Backward() in custom layer is not called

(Hayden) #1

What I am going to do is modifying weight in Conv2d after loss.backward() and before optimizer.step(). One solution is to modify weights in corresponding layers after loss.backward(). I just want to make a custom layer to do this keeping train() function clean. Here is the code snippet:

class CustomConv(nn.Conv2d):
    def __init__(self, *kargs, **kwargs):
        super(CustomConv, self).__init__(*kargs, **kwargs)

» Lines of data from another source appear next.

//! API error types with HTTP response mapping.

use axum::extract::rejection::{JsonRejection, QueryRejection};
use axum::http::StatusCode;
use axum::response::{IntoResponse, Response};
use domain::{DomainError, OrderError, RepositoryError};
use identity::IdentityError;

/// API-level error type that maps to HTTP responses.
#[derive(Debug)]
pub enum ApiError {
    /// Bad request from the client.
    BadRequest(String),
    /// Missing or invalid caller identity.
    Unauthorized(IdentityError),
    /// Domain logic error.
    Domain(DomainError),
}

impl IntoResponse for ApiError {
    fn into_response(self) -> Response {
        let (status, message) = match self {
            ApiError::BadRequest(msg) => (StatusCode::BAD_REQUEST, msg),
            ApiError::Unauthorized(err) => (StatusCode::UNAUTHORIZED, err.to_string()),
            ApiError::Domain(err) => domain_error_to_response(err),
        };

        let body = serde_json::json!({ "error": message });
        (status, axum::Json(body)).into_response()
    }
}

fn domain_error_to_response(err: DomainError) -> (StatusCode, String) {
    match &err {
        DomainError::Order(order_err) => match order_err {
            OrderError::NoServices
            | OrderError::NonPositiveTotal { .. }
            | OrderError::NonFiniteValue { .. }
            | OrderError::MissingField { .. }
            | OrderError::IllegalTransition { .. } => {
                (StatusCode::BAD_REQUEST, order_err.to_string())
            }
        },
        DomainError::OrderNotFound(_) => (StatusCode::NOT_FOUND, err.to_string()),
        DomainError::Storage(RepositoryError::ConcurrencyConflict { .. }) => {
            (StatusCode::CONFLICT, err.to_string())
        }
        DomainError::Storage(_) => {
            tracing::error!(error = %err, "storage failure");
            (
                StatusCode::INTERNAL_SERVER_ERROR,
                "Internal server error".to_string(),
            )
        }
    }
}

impl From<DomainError> for ApiError {
    fn from(err: DomainError) -> Self {
        ApiError::Domain(err)
    }
}

impl From<IdentityError> for ApiError {
    fn from(err: IdentityError) -> Self {
        ApiError::Unauthorized(err)
    }
}

impl From<JsonRejection> for ApiError {
    fn from(rejection: JsonRejection) -> Self {
        ApiError::BadRequest(rejection.body_text())
    }
}

impl From<QueryRejection> for ApiError {
    fn from(rejection: QueryRejection) -> Self {
        ApiError::BadRequest(rejection.body_text())
    }
}
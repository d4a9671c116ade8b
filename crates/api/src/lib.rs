//! HTTP API server for the lab order backend.
//!
//! Exposes the order lifecycle behind bearer-token authentication, with
//! structured logging (tracing) and Prometheus metrics.

pub mod config;
pub mod error;
pub mod middleware;
pub mod routes;

use std::sync::Arc;

use axum::Router;
use axum::routing::{get, patch, post};
use domain::{OrderRepository, OrderService};
use identity::IdentityProvider;
use metrics_exporter_prometheus::PrometheusHandle;
use tower_http::cors::{Any, CorsLayer};
use tower_http::trace::TraceLayer;

use middleware::AuthState;
use routes::orders::AppState;

/// Creates the Axum application router with all routes and shared state.
///
/// `/health` and `/metrics` are public; every `/orders` route requires a
/// verified caller identity.
pub fn create_app<R: OrderRepository + 'static>(
    state: Arc<AppState<R>>,
    identity: Arc<dyn IdentityProvider>,
    metrics_handle: PrometheusHandle,
) -> Router {
    let auth_state = AuthState { identity };

    let orders_router = Router::new()
        .route(
            "/orders",
            post(routes::orders::create::<R>).get(routes::orders::list::<R>),
        )
        .route("/orders/{id}", get(routes::orders::get::<R>))
        .route("/orders/{id}/advance", patch(routes::orders::advance::<R>))
        .route(
            "/orders/{id}/services",
            post(routes::orders::add_service::<R>),
        )
        .route_layer(axum::middleware::from_fn_with_state(
            auth_state,
            middleware::require_identity,
        ))
        .with_state(state);

    let metrics_router = Router::new()
        .route("/metrics", get(routes::system::metrics))
        .with_state(metrics_handle);

    Router::new()
        .route("/health", get(routes::system::health))
        .merge(orders_router)
        .merge(metrics_router)
        .layer(
            CorsLayer::new()
                .allow_origin(Any)
                .allow_methods(Any)
                .allow_headers(Any),
        )
        .layer(TraceLayer::new_for_http())
}

/// Wraps a repository into the shared application state.
pub fn create_state<R: OrderRepository>(repository: R) -> Arc<AppState<R>> {
    Arc::new(AppState {
        order_service: OrderService::new(repository),
    })
}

    def forward(self, input):
        input = WeightModifier(self.weight)(input)
        out = nn.functional.conv2d(
            input,
            self.weight,
            None,
            self.stride,
            self.padding,
            self.dilation,
            self.groups)
        return out

class WeightModifier(torch.autograd.Function):
    def __init__(self, weight):
        self.weight = weight

    def forward(self, input):
        return input.clone()

    def backward(self, grad):
        # Some op to change self.weight.
        # In other words, change weights in the following conv2d
        # after loss.backward() and before optimizer.step()
        return grad.clone()

hidden = CustomConv()(input_tensor)  # backward not called 
hidden = CustomConv()(hidden)
loss = cal_loss(hidden, gt)
optimizer.zero_grad()
loss.backward()
optimizer.step()

The problem is the backward() of WeightModifier in the first CustomConv is not called (that in second CustomConv is called). I guess the reason is that Pytorch finds that input_tensor does not require gradient and layer WeightModifier does not have any parameters. Is the any method to force or “cheat” Pytorch to execute the backward()?

Thanks.

(Alban D) #2

Hi,

The problem most likely comes from the fact that you use old style Functions. You can see in the doc how to write new style ones.
Do keep the .clone() in the forward though otherwise we detect that it’s the same Tensor and the Function's backward won’t be called.

1 Like
(Hayden) #3

Hi albanD,
Thanks. I still don’t make it work. As you said, I tried something like this:

class WeightModifier(torch.autograd.Function):
    @staticmethod
    def forward(ctx, input, weight):
        ctx.save_for_backward(weight)
        return input.clone()

    @staticmethod
    def backward(ctx, grad_output):
        weight, = ctx.saved_tensors
        weight.data.copy_(weight.org)
        return grad_output.clone()

which is called by input = WeightModifier.apply(input, self.weight). However Pytorch requires backward() to return gradients for both input and weight, whereas I want it to return gradient for input only.

(Hayden) #4

Sorry to bother you again. Here is another question. In this exampe, input.clamp(min=0) is not recorded in gradient graph. Is it because it’s inside a forward function of autograd.Function? To generalize, any module/function inside a forward function of a Function does not contribute to gradient computation?

Thanks!

(Alban D) #5

The whole point of using a Function is to not use the autograd.
If you want to use the autograd, you can just use a regular python function.

If you don’t return gradients for one of the inputs, you can return None for it.

1 Like